Back on Gallifrey, the evil Time Lord dispatched a skilled assassin to finish the job, and because of all the temporal timey-wimey plot convenience stuff going on, the older Doctor will cease to exist if his younger version is killed, and the younger Doctor will die if the older version is killed. (Because we say so, dammit. And yes, we did just turn Doctor Who into a Freaky Friday odd-couple fugitive comedy.) Enter new companion and love-interest Mallie Jordan, who finds her life turned upside down by the two bickering versions of the Doctor. In a brilliant bit of characterization we soon discover that she "may have a weakness for Young Doctor's body, but time and again finds herself bowled over by the sheer vaulting brilliance of Old Doctor's mind" and "her big problem is to reconcile how she feels about loving two men, one old, one young, both in reality the same man, but only one of whom she wants to make love to."
Luckily for our heroine, the two Doctors defeat the evil assassin, fix the TARDIS, return to Gallifrey together to unmask the baddie, and get their time streams recombined to form a new Doctor who is "neither young, nor old" who returns to Earth to sweep Mallie off her feet and embark on all new adventures together, presumably when they're finished wearing out the bed springs in the TARDIS.
Well, for a while in the Doctor Who Magazine comic strip during the late 1990's at any rate.
It's possibly the most brilliant bait-and-switch in Doctor Who history, and they got tons of letters from pissed off fans who were outraged when the 8th Doctor appeared to regenerate into a balding man with a penchant for dental equipment formal wear. And bless their hearts, the DWM editors stuck to their guns and played everything completely serious for four whole months, even showing off a few publicity photos of Nick in costume as the new "face of Doctor Who," before the comic finally revealing that the 8th Doctor had punked us all, and it was only his buddy Shayde pretending to be a newly regenerated version of The Doctor, so the real Doctor could move around unobserved behind the scenes!

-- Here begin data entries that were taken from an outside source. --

//! Fallback-chain glyph resolution.

use std::sync::Arc;

use tracing::trace;

use crate::font::{Font, FontId, FontTable};
use crate::glyph::{
    CONTROL_LIMIT, GlyphBitmap, GlyphDsc, SYMBOL_DUMMY, ZERO_WIDTH_NON_JOINER,
};
use crate::provider::{BitmapProvider, DscProvider, GlyphSource};
use crate::sandbox::{self, SandboxRuntime};

/// Whether sandboxed providers may be executed.
///
/// `Disabled` collapses the routing to the trusted paths only: a
/// sandboxed (or absent) descriptor provider reports not-found, while an
/// absent bitmap provider still falls back to the default glyph source.
#[derive(Clone)]
pub enum SandboxPolicy {
    Disabled,
    Enabled(Arc<dyn SandboxRuntime>),
}

/// Resolves letters to glyph descriptors and bitmaps across a fallback
/// chain.
///
/// The resolver holds no state across calls; every lookup reads the
/// caller's [`FontTable`] and writes only the caller's output
/// descriptor, so concurrent resolutions over an unchanging table are
/// safe.
///
/// Descriptor routing per font:
/// - sandbox enabled: no provider → default source, sandboxed provider →
///   marshal into the font's module, native provider → direct call;
/// - sandbox disabled: only a native provider is called; anything else
///   reports not-found. There is intentionally no default-source branch
///   here, unlike the bitmap path below.
///
/// Bitmap routing per font: a native provider is called directly, an
/// absent provider falls back to the default source in both sandbox
/// modes, and a sandboxed provider is marshaled when the sandbox is
/// enabled and reports not-found otherwise.
#[derive(Clone)]
pub struct GlyphResolver {
    source: Arc<dyn GlyphSource>,
    sandbox: SandboxPolicy,
    placeholder_substitution: bool,
}

impl GlyphResolver {
    /// New resolver over the given default glyph source, with
    /// placeholder substitution on and the sandbox disabled.
    pub fn new(source: Arc<dyn GlyphSource>) -> Self {
        GlyphResolver {
            source,
            sandbox: SandboxPolicy::Disabled,
            placeholder_substitution: true,
        }
    }

    /// Route sandboxed providers through `runtime`.
    pub fn with_sandbox(mut self, runtime: Arc<dyn SandboxRuntime>) -> Self {
        self.sandbox = SandboxPolicy::Enabled(runtime);
        self
    }

    /// Enable or disable placeholder substitution: both the tracking of
    /// placeholder matches during the walk and the visible-box synthesis
    /// for unresolved glyphs.
    pub fn with_placeholder_substitution(mut self, enabled: bool) -> Self {
        self.placeholder_substitution = enabled;
        self
    }

    pub fn sandbox_enabled(&self) -> bool {
        matches!(self.sandbox, SandboxPolicy::Enabled(_))
    }

    pub fn placeholder_substitution(&self) -> bool {
        self.placeholder_substitution
    }

    /// Resolve the descriptor of `letter`, consulting `root` and then
    /// its fallback chain. `letter_next` is an opaque kerning hint
    /// forwarded to providers.
    ///
    /// A concrete glyph from any font wins immediately, in chain order.
    /// If only placeholder glyphs were reported, the first font that
    /// reported one is re-queried and wins. Otherwise `out` receives a
    /// synthesized placeholder descriptor and the call returns `false`.
    ///
    /// Panics if `root` or any fallback link is not live in `table`;
    /// that is a caller bug, not a resolvable condition.
    pub fn resolve(
        &self,
        table: &FontTable,
        root: FontId,
        out: &mut GlyphDsc,
        letter: u32,
        letter_next: u32,
    ) -> bool {
        let root_font = table.get(root).expect("unknown root font id");

        out.resolved_font = None;
        let mut best_placeholder: Option<FontId> = None;
        let mut current = Some(root);

        while let Some(id) = current {
            let font = table
                .get(id)
                .expect("fallback chain references a font missing from the table");
            if self.dispatch_dsc(id, font, out, letter, letter_next) {
                if !out.is_placeholder {
                    out.resolved_font = Some(id);
                    return true;
                }
                if self.placeholder_substitution && best_placeholder.is_none() {
                    best_placeholder = Some(id);
                }
            }
            current = font.fallback();
        }

        if let Some(id) = best_placeholder {
            // The walk may have overwritten `out` since this font
            // answered; the router is stateless, so query it afresh.
            let font = table
                .get(id)
                .expect("fallback chain references a font missing from the table");
            self.dispatch_dsc(id, font, out, letter, letter_next);
            out.resolved_font = Some(id);
            return true;
        }

        self.synthesize_missing(root_font, out, letter);
        trace!(letter, "glyph not found in any font, synthesized placeholder");
        false
    }

    /// Fetch the bitmap of `letter` from a single font (no chain walk).
    ///
    /// Panics if `font` is not live in `table`.
    pub fn glyph_bitmap(
        &self,
        table: &FontTable,
        font: FontId,
        letter: u32,
    ) -> Option<GlyphBitmap> {
        let f = table.get(font).expect("unknown font id");
        self.dispatch_bitmap(font, f, letter)
    }

    /// Advance width of `letter`, or 0 when resolution fails outright.
    pub fn glyph_width(
        &self,
        table: &FontTable,
        font: FontId,
        letter: u32,
        letter_next: u32,
    ) -> u16 {
        let mut dsc = GlyphDsc::default();
        if self.resolve(table, font, &mut dsc, letter, letter_next) {
            dsc.adv_w
        } else {
            0
        }
    }

    fn dispatch_dsc(
        &self,
        id: FontId,
        font: &Font,
        out: &mut GlyphDsc,
        letter: u32,
        letter_next: u32,
    ) -> bool {
        match (&self.sandbox, font.glyph_dsc()) {
            (SandboxPolicy::Enabled(_), None) => {
                self.source.glyph_dsc(font, out, letter, letter_next)
            }
            (SandboxPolicy::Enabled(runtime), Some(DscProvider::Sandboxed { entry })) => {
                let Some(module) = font.module() else {
                    trace!(entry, "sandboxed descriptor provider without a module");
                    return false;
                };
                let mut argv = sandbox::encode_dsc_call(id, letter, letter_next);
                match runtime.run(module, entry, &mut argv) {
                    Ok(()) => sandbox::decode_dsc_result(&argv, out),
                    Err(err) => {
                        trace!(%err, entry, "sandboxed descriptor lookup failed");
                        false
                    }
                }
            }
            (_, Some(DscProvider::Native(lookup))) => (**lookup)(font, out, letter, letter_next),
            (SandboxPolicy::Disabled, None | Some(DscProvider::Sandboxed { .. })) => false,
        }
    }

    fn dispatch_bitmap(&self, id: FontId, font: &Font, letter: u32) -> Option<GlyphBitmap> {
        match (&self.sandbox, font.glyph_bitmap()) {
            (_, None) => self.source.glyph_bitmap(font, letter),
            (SandboxPolicy::Enabled(runtime), Some(BitmapProvider::Sandboxed { entry })) => {
                let module = font.module()?;
                let mut argv = sandbox::encode_bitmap_call(id, letter);
                match runtime.run(module, entry, &mut argv) {
                    Ok(()) if argv[0] != 0 => Some(GlyphBitmap::Guest { ptr: argv[0] }),
                    Ok(()) => None,
                    Err(err) => {
                        trace!(%err, entry, "sandboxed bitmap lookup failed");
                        None
                    }
                }
            }
            (_, Some(BitmapProvider::Native(lookup))) => (**lookup)(font, letter),
            (SandboxPolicy::Disabled, Some(BitmapProvider::Sandboxed { .. })) => None,
        }
    }

    /// Populate `out` for a letter no font could supply: zero-size for
    /// control codes, the dummy symbol and ZWNJ, a visible box sized
    /// from the root font's line height otherwise (when substitution is
    /// enabled).
    fn synthesize_missing(&self, root: &Font, out: &mut GlyphDsc, letter: u32) {
        if letter < CONTROL_LIMIT || letter == SYMBOL_DUMMY || letter == ZERO_WIDTH_NON_JOINER {
            out.box_w = 0;
            out.adv_w = 0;
        } else if self.placeholder_substitution {
            out.box_w = root.line_height() / 2;
            out.adv_w = out.box_w + 2;
        } else {
            out.box_w = 0;
            out.adv_w = 0;
        }

        out.resolved_font = None;
        out.box_h = root.line_height();
        out.ofs_x = 0;
        out.ofs_y = 0;
        out.bpp = 1;
        out.is_placeholder = true;
    }
}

Okay, so maybe it's not true alt-history, but part of me wonders what would have happened if they'd just let it ride, and allowed Nick Briggs to carry on. It certainly would have made things easy over at Big Finish... he could have played everybody! And who knows... maybe 15 years later it would have been him making a surprise guest appearance in Night of the Doctor instead of Paul McGann.
(Art by PaulHanley)
That said, I would personally like to walk up and shake the hand of anybody brave enough to cosplay this version of the Doctor at their next Doctor Who convention.